O quadrilátero, a Pandora, de Sokurov é o seu cinema, mais especificamente sua tetralogia. O encerramento proposto por este último filme acaba por ser mais do que uma referência ou metáfora mais ou menos direta a cada um de seus ‘personagens’ anteriores retratados e sim um literal fechamento. É preciso que estejam enclausurados na caixa preta cinematográfica ao lado de tantos outros monstros, ídolos ou fantoches (novamente Syberberg).

Fausto

Em linhas gerais o que Sokurov faz é servir-se diabolicamente de seu poder enquanto diretor e artista agrupando com calma e sabedoria este panteão demoníaco por ele despertado. Os braços e mãos do cineasta que elevados podem recriar, assombrar e lançar novamente ao fosso como um maestro ou bruxo todos os modelos, corpos ou fantasmas pode ele iluminados.

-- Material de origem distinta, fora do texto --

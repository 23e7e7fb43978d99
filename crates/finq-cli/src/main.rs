//! finq command-line interface
//!
//! # Usage
//!
//! ```bash
//! export OPENAI_API_KEY=...
//! export FINNHUB_API_KEY=...   # optional, Yahoo Finance is used without a key
//!
//! finq ask "compare AAPL vs MSFT"
//! finq --agent chat
//! ```

use anyhow::Context;
use clap::{Parser, Subcommand};
use finq_engine::{EngineConfig, QueryAnswer, QueryEngine, new_conversation_id};
use finq_utils::AppConfig;
use std::io::{self, BufRead, Write};
use std::time::Duration;
use tokio::time::Instant;
use tracing::info;

#[derive(Parser, Debug)]
#[command(name = "finq")]
#[command(about = "Ask questions about stocks, markets and portfolios", long_about = None)]
struct Args {
    /// Let the model call tools (agent loop)
    #[arg(long, global = true)]
    agent: bool,

    /// Give up on a question after this many seconds
    #[arg(long, global = true, value_name = "SECS")]
    deadline_secs: Option<u64>,

    /// Print the full answer as JSON
    #[arg(long, global = true)]
    json: bool,

    /// Print provider health after each answer
    #[arg(short, long, global = true)]
    verbose: bool,

    #[command(subcommand)]
    command: Command,
}

#[derive(Subcommand, Debug)]
enum Command {
    /// Ask one question
    Ask {
        /// Question text
        #[arg(required = true)]
        text: Vec<String>,
    },
    /// Interactive conversation
    Chat,
}

fn deadline(args: &Args) -> Option<Instant> {
    args.deadline_secs
        .map(|secs| Instant::now() + Duration::from_secs(secs))
}

fn print_answer(engine: &QueryEngine, args: &Args, answer: &QueryAnswer) -> anyhow::Result<()> {
    if args.json {
        println!("{}", serde_json::to_string_pretty(answer)?);
    } else {
        println!("{}\n", answer.answer);
        let via = answer.model.as_deref().unwrap_or(answer.source.as_str());
        println!("[{via}, {} facts]", answer.used_facts.len());
    }

    if args.verbose {
        println!("\nProvider health:");
        for snapshot in engine.health_snapshots() {
            println!(
                "  {:<32} {:?} ({} consecutive failures)",
                snapshot.provider, snapshot.state, snapshot.consecutive_failures
            );
        }
    }
    println!();
    Ok(())
}

async fn chat(engine: &QueryEngine, args: &Args) -> anyhow::Result<()> {
    println!("finq chat. Ask about stocks, /new starts over, /exit quits.\n");

    let stdin = io::stdin();
    let mut stdout = io::stdout();
    let mut conversation = new_conversation_id();

    loop {
        print!("> ");
        stdout.flush()?;

        let mut input = String::new();
        if stdin.lock().read_line(&mut input)? == 0 {
            println!();
            break;
        }

        match input.trim() {
            "" => {}
            "/exit" | "/quit" => break,
            "/new" => {
                engine.end_conversation(&conversation);
                conversation = new_conversation_id();
                println!("Started a new conversation.\n");
            }
            question => {
                let answer = engine.handle_query(question, &conversation, deadline(args)).await;
                print_answer(engine, args, &answer)?;
            }
        }
    }
    Ok(())
}

#[tokio::main]
async fn main() -> anyhow::Result<()> {
    let args = Args::parse();

    let app = AppConfig::from_env();
    if app.is_production() {
        finq_utils::init_tracing_json();
    } else if args.verbose {
        finq_utils::init_tracing();
    } else {
        // keep the terminal readable unless RUST_LOG says otherwise
        finq_utils::init_tracing_with_default("warn");
    }

    let mut config = EngineConfig::from_env().context("invalid configuration")?;
    config.agent_mode |= args.agent;
    let engine = QueryEngine::builder(config)
        .build()
        .context("failed to start the query engine")?;
    info!(models = ?engine.models(), "Starting finq");

    match &args.command {
        Command::Ask { text } => {
            let question = text.join(" ");
            let answer = engine
                .handle_query(&question, &new_conversation_id(), deadline(&args))
                .await;
            print_answer(&engine, &args, &answer)?;
        }
        Command::Chat => chat(&engine, &args).await?,
    }

    Ok(())
}

#[cfg(test)]
mod tests {
    use super::*;

    #[test]
    fn test_parse_ask() {
        let args = Args::parse_from(["finq", "--json", "ask", "compare", "AAPL", "vs", "MSFT"]);
        assert!(args.json);
        assert!(matches!(args.command, Command::Ask { ref text } if text.join(" ") == "compare AAPL vs MSFT"));
    }

    #[test]
    fn test_parse_chat_flags() {
        let args = Args::parse_from(["finq", "chat", "--agent", "--deadline-secs", "30", "-v"]);
        assert!(args.agent && args.verbose);
        assert_eq!(args.deadline_secs, Some(30));
        assert!(matches!(args.command, Command::Chat));
    }
}
//! "First success wins" over an ordered list of candidates

use std::future::Future;

/// Try candidates in order and return the first success
///
/// On success yields the winning candidate's index and value. When every
/// candidate fails, yields all errors in candidate order. Candidates after
/// the winner are never attempted.
pub async fn first_success<I, F, Fut, T, E>(candidates: I, mut attempt: F) -> Result<(usize, T), Vec<E>>
where
    I: IntoIterator,
    F: FnMut(I::Item) -> Fut,
    Fut: Future<Output = Result<T, E>>,
{
    let mut errors = Vec::new();
    for (index, candidate) in candidates.into_iter().enumerate() {
        match attempt(candidate).await {
            Ok(value) => return Ok((index, value)),
            Err(e) => errors.push(e),
        }
    }
    Err(errors)
}

#[cfg(test)]
mod tests {
    use super::*;
    use std::cell::RefCell;

    #[tokio::test]
    async fn test_third_candidate_wins() {
        let tried = RefCell::new(Vec::new());
        let result = first_success(["a", "b", "c", "d"], |name| {
            tried.borrow_mut().push(name);
            async move {
                if name == "c" {
                    Ok(format!("value from {name}"))
                } else {
                    Err(format!("{name} failed"))
                }
            }
        })
        .await;

        assert_eq!(result, Ok((2, "value from c".to_string())));
        assert_eq!(*tried.borrow(), vec!["a", "b", "c"]);
    }

    #[tokio::test]
    async fn test_all_fail() {
        let result: Result<(usize, ()), _> =
            first_success(1..=3, |n| async move { Err(n * 10) }).await;
        assert_eq!(result, Err(vec![10, 20, 30]));
    }

    #[tokio::test]
    async fn test_empty() {
        let result: Result<(usize, ()), Vec<()>> =
            first_success(Vec::<u8>::new(), |_| async { Ok(()) }).await;
        assert_eq!(result, Err(vec![]));
    }
}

Para dar conta de Hitler, Lênin e Hirohito só mesmo através de Fausto.

Sokurov experimenta, assim como o Dr. Fausto, a excitante e perigosa alucinação por suas vontades. Seu filme torna-se livre dentro de uma inegável adaptação a ponto dele intensificar ou adormecer a seu bel prazer passagens mais específicas da conhecida história. De todo modo alguns elementos permanecem até mesmo pelo fator elementar presente em cada um deles. Encontraremos o médico em diálogos simbólicos seja com seu assistente Wagner, com o próprio diabo e com Marguerite, aquela por quem ele vem a se apaixonar, porém nunca tais falas se tornam deslocadas ou forçosamente em relevo dentro da narrativa, pois adquirem sempre um caráter quase coloquial reforçado pela ambientação adequada, pela arte e figurino.

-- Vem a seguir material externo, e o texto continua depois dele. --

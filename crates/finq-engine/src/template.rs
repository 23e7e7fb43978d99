//! Deterministic answers used when no model can respond

use crate::enrichment::EnrichmentResult;
use crate::intent::Intent;

/// Disclaimer carried by every answer
pub const DISCLAIMER: &str =
    "This is not financial advice. Do your own research or consult a licensed financial advisor.";

/// Answer when nothing at all could be produced
pub const APOLOGY: &str = "Sorry, I couldn't answer that right now. Market data and language \
models are temporarily unavailable. Please try again in a moment.";

/// Builds facts-only answers
#[derive(Debug, Clone, Default)]
pub struct TemplateResponder;

impl TemplateResponder {
    /// Create a responder
    pub fn new() -> Self {
        Self
    }

    /// Facts-only answer, or the apology when there are no facts
    ///
    /// The output mentions only values present in `facts`.
    pub fn respond(&self, intent: &Intent, facts: &EnrichmentResult) -> String {
        if facts.is_empty() {
            return APOLOGY.to_string();
        }

        let mut out = String::from(
            "I couldn't reach a language model, so here is the latest data I could fetch:\n\n",
        );
        for (key, fact) in facts.ranked(intent) {
            out.push_str(&format!(
                "- {key}: {} (source: {})\n",
                fact.value.render(),
                fact.provider
            ));
        }
        if !facts.missing().is_empty() {
            let missing: Vec<String> = facts.missing().iter().map(ToString::to_string).collect();
            out.push_str(&format!("\nUnavailable: {}\n", missing.join(", ")));
        }
        out.push('\n');
        out.push_str(DISCLAIMER);
        out
    }

    /// Apology text for user-visible failures
    pub fn apology(&self) -> &'static str {
        APOLOGY
    }
}
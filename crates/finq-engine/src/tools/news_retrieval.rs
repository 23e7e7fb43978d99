//! Tool for searching recent headlines

use super::fetch_failed;
use crate::cascade::Cascade;
use crate::enrichment::DataPoint;
use crate::intent::is_valid_symbol;
use crate::providers::Operation;
use async_trait::async_trait;
use finq_llm::tools::schema;
use finq_tools::{Tool, ToolError, parse_params};
use serde::Deserialize;
use serde_json::{Value, json};
use std::sync::Arc;

const NAME: &str = "news_retrieval";
const DEFAULT_MAX_RESULTS: usize = 5;
const MAX_RESULTS_CAP: usize = 20;

/// Recent headlines for a ticker or topic
pub struct NewsRetrievalTool {
    cascade: Arc<Cascade>,
}

#[derive(Debug, Deserialize)]
struct NewsParams {
    query: String,
    #[serde(default)]
    max_results: Option<usize>,
}

impl NewsRetrievalTool {
    /// Create the tool over a cascade
    pub fn new(cascade: Arc<Cascade>) -> Self {
        Self { cascade }
    }
}

/// Tickers are matched case-insensitively, topics are searched verbatim
fn normalize_query(query: &str) -> String {
    let trimmed = query.trim().trim_start_matches('$');
    let upper = trimmed.to_ascii_uppercase();
    if is_valid_symbol(&upper) && !trimmed.contains(' ') {
        upper
    } else {
        query.trim().to_string()
    }
}

#[async_trait]
impl Tool for NewsRetrievalTool {
    async fn execute(&self, params: Value) -> finq_tools::Result<Value> {
        let params: NewsParams = parse_params(NAME, params)?;
        let query = normalize_query(&params.query);
        if query.is_empty() {
            return Err(ToolError::invalid(NAME, "query must not be empty"));
        }
        let max_results = params
            .max_results
            .unwrap_or(DEFAULT_MAX_RESULTS)
            .clamp(1, MAX_RESULTS_CAP);

        let fact = self
            .cascade
            .fetch(&Operation::News {
                query: query.clone(),
                max_results,
            })
            .await
            .map_err(|e| fetch_failed(NAME, &e))?;

        let DataPoint::News(items) = fact.value else {
            return Err(ToolError::failed(NAME, "provider returned a non-news value"));
        };
        let headlines: Vec<Value> = items
            .into_iter()
            .map(|n| {
                json!({
                    "title": n.title,
                    "source": n.source,
                    "url": n.url,
                    "summary": n.summary,
                    "published_at": n.published_at.map(|t| t.to_rfc3339()),
                })
            })
            .collect();

        Ok(json!({
            "query": query,
            "count": headlines.len(),
            "headlines": headlines,
            "source": fact.provider,
        }))
    }

    fn name(&self) -> &str {
        NAME
    }

    fn description(&self) -> &str {
        "Search recent news headlines about a stock ticker or a market topic"
    }

    fn input_schema(&self) -> Value {
        schema::object(
            json!({
                "query": schema::string("Ticker symbol or search text"),
                "max_results": schema::integer("Maximum headlines to return (default 5)"),
            }),
            &["query"],
        )
    }
}

#[cfg(test)]
mod tests {
    use super::*;
    use crate::providers::testing::StaticProvider;
    use crate::tools::testing::cascade_over;

    #[test]
    fn test_normalize_query() {
        assert_eq!(normalize_query("tsla"), "TSLA");
        assert_eq!(normalize_query(" $msft "), "MSFT");
        assert_eq!(normalize_query("fed rate cut"), "fed rate cut");
    }

    #[tokio::test]
    async fn test_headlines_are_capped() {
        let provider = StaticProvider::new("static")
            .with_headline("Tesla deliveries beat")
            .with_headline("EV demand cools")
            .with_headline("Autopilot inquiry widens");
        let tool = NewsRetrievalTool::new(cascade_over(provider));

        let out = tool
            .execute(json!({"query": "TSLA", "max_results": 2}))
            .await
            .unwrap();
        assert_eq!(out["count"], 2);
        assert_eq!(out["headlines"][0]["title"], "Tesla deliveries beat");
        assert_eq!(out["headlines"][1]["source"], "Test Wire");
    }

    #[tokio::test]
    async fn test_empty_query() {
        let tool = NewsRetrievalTool::new(cascade_over(StaticProvider::new("static")));
        let err = tool.execute(json!({"query": "   "})).await.unwrap_err();
        assert!(matches!(err, ToolError::InvalidArguments { .. }));
    }
}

Os enfrentamentos e oposições entre vida e morte, corpo e espírito e amor e ódio existirão durante todo o filme, porém as dicotomias nunca se transformam em maniqueísmos óbvios como a própria faz questão de relativizar. Os posicionamentos e ações morais sempre se mascaram ou se invertem numa refração complicada de julgamentos.

Fausto

As intenções e sentimentos de Fausto acabam se difundindo obliquamente perante aquilo que normalmente classificaríamos como bem e mal, revelando a fragilidade do ser humano e suas distorções elementares perante um deus divino ou maldito. Os dois ou mais lados da personalidade, da própria mente em função do corpo e de um dito espírito acabam se misturando ou mesmo se enganando.

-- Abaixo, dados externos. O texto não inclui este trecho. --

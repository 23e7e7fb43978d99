//! Yahoo Finance adapter (quotes and daily history, no API key)

use super::{Operation, Provider, unsupported};
use crate::enrichment::{DataKind, DataPoint, HistoricalSeries, PriceBar, Quote};
use crate::error::ProviderError;
use async_trait::async_trait;
use chrono::{DateTime, Utc};
use std::fmt;
use time::OffsetDateTime;
use tracing::instrument;
use yahoo_finance_api as yahoo;

const NAME: &str = "yahoo";

/// Yahoo Finance client
#[derive(Clone)]
pub struct YahooFinanceClient {
    connector: std::sync::Arc<yahoo::YahooConnector>,
}

impl fmt::Debug for YahooFinanceClient {
    fn fmt(&self, f: &mut fmt::Formatter<'_>) -> fmt::Result {
        f.debug_struct("YahooFinanceClient").finish_non_exhaustive()
    }
}

impl YahooFinanceClient {
    /// Create a client
    pub fn new() -> Result<Self, ProviderError> {
        let connector = yahoo::YahooConnector::new().map_err(|e| classify(&e))?;
        Ok(Self {
            connector: std::sync::Arc::new(connector),
        })
    }

    /// Latest quote; previous close comes from the prior daily bar
    #[instrument(skip(self), fields(provider = NAME))]
    pub async fn quote(&self, symbol: &str) -> Result<Quote, ProviderError> {
        let response = self
            .connector
            .get_quote_range(symbol, "1d", "5d")
            .await
            .map_err(|e| classify(&e))?;
        let bars = response.quotes().map_err(|e| classify(&e))?;

        let last = bars
            .last()
            .ok_or_else(|| ProviderError::malformed(NAME, format!("no quotes for {symbol}")))?;

        let mut quote = Quote::new(symbol.to_ascii_uppercase(), last.close);
        quote.open = Some(last.open);
        quote.high = Some(last.high);
        quote.low = Some(last.low);
        quote.volume = Some(last.volume);

        if let Some(previous) = bars.len().checked_sub(2).and_then(|i| bars.get(i)) {
            quote = quote.with_previous_close(previous.close);
        }
        Ok(quote)
    }

    /// Daily closes over the last `days` days
    #[instrument(skip(self), fields(provider = NAME))]
    pub async fn history(&self, symbol: &str, days: u32) -> Result<HistoricalSeries, ProviderError> {
        let end = OffsetDateTime::now_utc();
        let start = end - time::Duration::days(i64::from(days));

        let response = self
            .connector
            .get_quote_history(symbol, start, end)
            .await
            .map_err(|e| classify(&e))?;
        let bars = response.quotes().map_err(|e| classify(&e))?;

        Ok(HistoricalSeries {
            symbol: symbol.to_ascii_uppercase(),
            bars: bars
                .iter()
                .map(|q| PriceBar {
                    timestamp: DateTime::from_timestamp(q.timestamp as i64, 0).unwrap_or_else(Utc::now),
                    close: q.close,
                    volume: q.volume,
                })
                .collect(),
        })
    }
}

/// Map a client error onto the provider taxonomy
fn classify(err: &yahoo::YahooError) -> ProviderError {
    let detail = err.to_string();
    let lower = detail.to_ascii_lowercase();
    if lower.contains("too many requests") || lower.contains("429") {
        ProviderError::rate_limited(NAME, detail)
    } else if lower.contains("timed out") || lower.contains("timeout") {
        ProviderError::Timeout(NAME.to_string())
    } else if lower.contains("connection") || lower.contains("fetch") || lower.contains("builder") {
        ProviderError::unreachable(NAME, detail)
    } else {
        ProviderError::malformed(NAME, detail)
    }
}

#[async_trait]
impl Provider for YahooFinanceClient {
    fn name(&self) -> &str {
        NAME
    }

    fn supports(&self, kind: DataKind) -> bool {
        matches!(kind, DataKind::Quote | DataKind::Historical)
    }

    async fn invoke(&self, operation: &Operation) -> Result<DataPoint, ProviderError> {
        match operation {
            Operation::Quote { symbol } => self.quote(symbol).await.map(DataPoint::Quote),
            Operation::Historical { symbol, days } => {
                self.history(symbol, *days).await.map(DataPoint::Historical)
            }
            other => Err(unsupported(NAME, other)),
        }
    }
}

Como é próprio do diabo, estamos diante de um jogo cerebral e sedutor (mesmo quando abjeto, sombrio e asqueroso) de inegável dissimulação, mentira e espelhamentos. O que Sokurov faz é se aproveitar desta reversibilidade lúdica da relação homem, salvação e danação fazendo-a recair de maneira espectral em sua estética cinematográfica. A vigorosa tentação do diretor que assina, como Fausto, o contrato ontológico da troca luminosa. Mesmo enquanto objeto imaterial o filme estabelece sempre o acordo (comercial e demoníaco) de uma apropriação do outro, entre atores e espectadores, entre corpos e câmera, entre o olhar e o dinheiro.

À luz de trevas cada vez mais superiores, o conhecimento do cineasta invade as profundezas de sua própria vontade. Selado uma vez o pacto da câmera só resta a ele esperar a dívida de um contra campo idealizado assinado em letras de autor.